▶ [What is being asked]:
Search the material for the word "GrafeasApi" and report each line where it turns up.

▶ [Exercise input]:
use std::sync::Arc;

use tonic::{Request, Response, Status};
use tracing::instrument;

use super::{batch_status, check_note_id, names, required};
use crate::server::proto::{self, grafeas_server::Grafeas};
use crate::storage::GrafeasStorage;

/// `grafeas.v1.Grafeas` over a storage capability.
pub struct GrafeasApi<S> {
    storage: Arc<S>,
}

impl<S> GrafeasApi<S> {
    pub fn new(storage: Arc<S>) -> Self {
        Self { storage }
    }
}

#[tonic::async_trait]
impl<S: GrafeasStorage + 'static> Grafeas for GrafeasApi<S> {
    #[instrument(skip_all)]
    async fn get_occurrence(
        &self,
        request: Request<proto::GetOccurrenceRequest>,
    ) -> Result<Response<proto::Occurrence>, Status> {
        let req = request.into_inner();
        let (project_id, occurrence_id) = names::parse_occurrence(&req.name)?;
        let occurrence = self
            .storage
            .get_occurrence(project_id, occurrence_id)
            .await?;
        Ok(Response::new(occurrence))
    }

    #[instrument(skip_all)]
    async fn list_occurrences(
        &self,
        request: Request<proto::ListOccurrencesRequest>,
    ) -> Result<Response<proto::ListOccurrencesResponse>, Status> {
        let req = request.into_inner();
        let project_id = names::parse_project(&req.parent)?;
        let page = self
            .storage
            .list_occurrences(project_id, &req.filter, req.page_size, &req.page_token)
            .await?;
        Ok(Response::new(proto::ListOccurrencesResponse {
            occurrences: page.items,
            next_page_token: page.next_page_token,
        }))
    }

    #[instrument(skip_all)]
    async fn delete_occurrence(
        &self,
        request: Request<proto::DeleteOccurrenceRequest>,
    ) -> Result<Response<proto::Empty>, Status> {
        let req = request.into_inner();
        let (project_id, occurrence_id) = names::parse_occurrence(&req.name)?;
        self.storage
            .delete_occurrence(project_id, occurrence_id)
            .await?;
        Ok(Response::new(proto::Empty {}))
    }

    #[instrument(skip_all)]
    async fn create_occurrence(
        &self,
        request: Request<proto::CreateOccurrenceRequest>,
    ) -> Result<Response<proto::Occurrence>, Status> {
        let req = request.into_inner();
        let project_id = names::parse_project(&req.parent)?;
        let occurrence = required(req.occurrence, "occurrence")?;
        names::parse_note(&occurrence.note_name)?;
        let created = self
            .storage
            .create_occurrence(project_id, occurrence)
            .await?;
        Ok(Response::new(created))
    }

    #[instrument(skip_all)]
    async fn batch_create_occurrences(
        &self,
        request: Request<proto::BatchCreateOccurrencesRequest>,
    ) -> Result<Response<proto::BatchCreateOccurrencesResponse>, Status> {
        let req = request.into_inner();
        let project_id = names::parse_project(&req.parent)?;
        if req.occurrences.is_empty() {
            return Err(Status::invalid_argument("at least one occurrence is required"));
        }
        for occurrence in &req.occurrences {
            names::parse_note(&occurrence.note_name)?;
        }
        let (occurrences, errors) = self
            .storage
            .batch_create_occurrences(project_id, req.occurrences)
            .await;
        batch_status(errors)?;
        Ok(Response::new(proto::BatchCreateOccurrencesResponse {
            occurrences,
        }))
    }

    #[instrument(skip_all)]
    async fn update_occurrence(
        &self,
        request: Request<proto::UpdateOccurrenceRequest>,
    ) -> Result<Response<proto::Occurrence>, Status> {
        let req = request.into_inner();
        let (project_id, occurrence_id) = names::parse_occurrence(&req.name)?;
        let occurrence = required(req.occurrence, "occurrence")?;
        names::parse_note(&occurrence.note_name)?;
        let updated = self
            .storage
            .update_occurrence(project_id, occurrence_id, occurrence)
            .await?;
        Ok(Response::new(updated))
    }

    #[instrument(skip_all)]
    async fn get_occurrence_note(
        &self,
        request: Request<proto::GetOccurrenceNoteRequest>,
    ) -> Result<Response<proto::Note>, Status> {
        let req = request.into_inner();
        let (project_id, occurrence_id) = names::parse_occurrence(&req.name)?;
        let note = self
            .storage
            .get_occurrence_note(project_id, occurrence_id)
            .await?;
        Ok(Response::new(note))
    }

    #[instrument(skip_all)]
    async fn get_note(
        &self,
        request: Request<proto::GetNoteRequest>,
    ) -> Result<Response<proto::Note>, Status> {
        let req = request.into_inner();
        let (project_id, note_id) = names::parse_note(&req.name)?;
        Ok(Response::new(self.storage.get_note(project_id, note_id).await?))
    }

    #[instrument(skip_all)]
    async fn list_notes(
        &self,
        request: Request<proto::ListNotesRequest>,
    ) -> Result<Response<proto::ListNotesResponse>, Status> {
        let req = request.into_inner();
        let project_id = names::parse_project(&req.parent)?;
        let page = self
            .storage
            .list_notes(project_id, &req.filter, req.page_size, &req.page_token)
            .await?;
        Ok(Response::new(proto::ListNotesResponse {
            notes: page.items,
            next_page_token: page.next_page_token,
        }))
    }

    #[instrument(skip_all)]
    async fn delete_note(
        &self,
        request: Request<proto::DeleteNoteRequest>,
    ) -> Result<Response<proto::Empty>, Status> {
        let req = request.into_inner();
        let (project_id, note_id) = names::parse_note(&req.name)?;
        self.storage.delete_note(project_id, note_id).await?;
        Ok(Response::new(proto::Empty {}))
    }

    #[instrument(skip_all)]
    async fn create_note(
        &self,
        request: Request<proto::CreateNoteRequest>,
    ) -> Result<Response<proto::Note>, Status> {
        let req = request.into_inner();
        let project_id = names::parse_project(&req.parent)?;
        check_note_id(&req.note_id)?;
        let note = required(req.note, "note")?;
        let created = self
            .storage
            .create_note(project_id, &req.note_id, note)
            .await?;
        Ok(Response::new(created))
    }

    #[instrument(skip_all)]
    async fn batch_create_notes(
        &self,
        request: Request<proto::BatchCreateNotesRequest>,
    ) -> Result<Response<proto::BatchCreateNotesResponse>, Status> {
        let req = request.into_inner();
        let project_id = names::parse_project(&req.parent)?;
        if req.notes.is_empty() {
            return Err(Status::invalid_argument("at least one note is required"));
        }
        for note_id in req.notes.keys() {
            check_note_id(note_id)?;
        }
        let (notes, errors) = self.storage.batch_create_notes(project_id, req.notes).await;
        batch_status(errors)?;
        Ok(Response::new(proto::BatchCreateNotesResponse { notes }))
    }

    #[instrument(skip_all)]
    async fn update_note(
        &self,
        request: Request<proto::UpdateNoteRequest>,
    ) -> Result<Response<proto::Note>, Status> {
        let req = request.into_inner();
        let (project_id, note_id) = names::parse_note(&req.name)?;
        let note = required(req.note, "note")?;
        let updated = self.storage.update_note(project_id, note_id, note).await?;
        Ok(Response::new(updated))
    }

    #[instrument(skip_all)]
    async fn list_note_occurrences(
        &self,
        request: Request<proto::ListNoteOccurrencesRequest>,
    ) -> Result<Response<proto::ListNoteOccurrencesResponse>, Status> {
        let req = request.into_inner();
        let (project_id, note_id) = names::parse_note(&req.name)?;
        let page = self
            .storage
            .list_note_occurrences(
                project_id,
                note_id,
                &req.filter,
                req.page_size,
                &req.page_token,
            )
            .await?;
        Ok(Response::new(proto::ListNoteOccurrencesResponse {
            occurrences: page.items,
            next_page_token: page.next_page_token,
        }))
    }
}

#[cfg(test)]
mod tests {
    use std::collections::HashMap;

    use tonic::Code;

    use super::*;
    use crate::server::proto::{Note, NoteKind, Occurrence};
    use crate::storage::MemStore;

    fn api() -> GrafeasApi<MemStore> {
        GrafeasApi::new(Arc::new(MemStore::new()))
    }

    fn note() -> Note {
        Note {
            kind: NoteKind::Vulnerability as i32,
            ..Default::default()
        }
    }

    #[tokio::test]
    async fn batch_create_notes_rejects_unaddressable_ids() {
        let api = api();
        for bad in ["a/b", ""] {
            let notes = HashMap::from([("ok".to_string(), note()), (bad.to_string(), note())]);
            let err = api
                .batch_create_notes(Request::new(proto::BatchCreateNotesRequest {
                    parent: "projects/p".into(),
                    notes,
                }))
                .await
                .unwrap_err();
            assert_eq!(err.code(), Code::InvalidArgument, "id {bad:?}");
        }

        let listed = api
            .list_notes(Request::new(proto::ListNotesRequest {
                parent: "projects/p".into(),
                ..Default::default()
            }))
            .await
            .unwrap()
            .into_inner();
        assert!(listed.notes.is_empty());
    }

    #[tokio::test]
    async fn update_occurrence_requires_a_note_name() {
        let api = api();
        api.create_note(Request::new(proto::CreateNoteRequest {
            parent: "projects/p".into(),
            note_id: "n".into(),
            note: Some(note()),
        }))
        .await
        .unwrap();
        let created = api
            .create_occurrence(Request::new(proto::CreateOccurrenceRequest {
                parent: "projects/p".into(),
                occurrence: Some(Occurrence {
                    note_name: "projects/p/notes/n".into(),
                    ..Default::default()
                }),
            }))
            .await
            .unwrap()
            .into_inner();

        let err = api
            .update_occurrence(Request::new(proto::UpdateOccurrenceRequest {
                name: created.name.clone(),
                occurrence: Some(Occurrence {
                    note_name: "garbage".into(),
                    ..Default::default()
                }),
            }))
            .await
            .unwrap_err();
        assert_eq!(err.code(), Code::InvalidArgument);

        let note = api
            .get_occurrence_note(Request::new(proto::GetOccurrenceNoteRequest {
                name: created.name,
            }))
            .await
            .unwrap()
            .into_inner();
        assert_eq!(note.name, "projects/p/notes/n");
    }
}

▶ [Written answer]:
pub struct GrafeasApi<S> {
impl<S> GrafeasApi<S> {
impl<S: GrafeasStorage + 'static> Grafeas for GrafeasApi<S> {
    fn api() -> GrafeasApi<MemStore> {
        GrafeasApi::new(Arc::new(MemStore::new()))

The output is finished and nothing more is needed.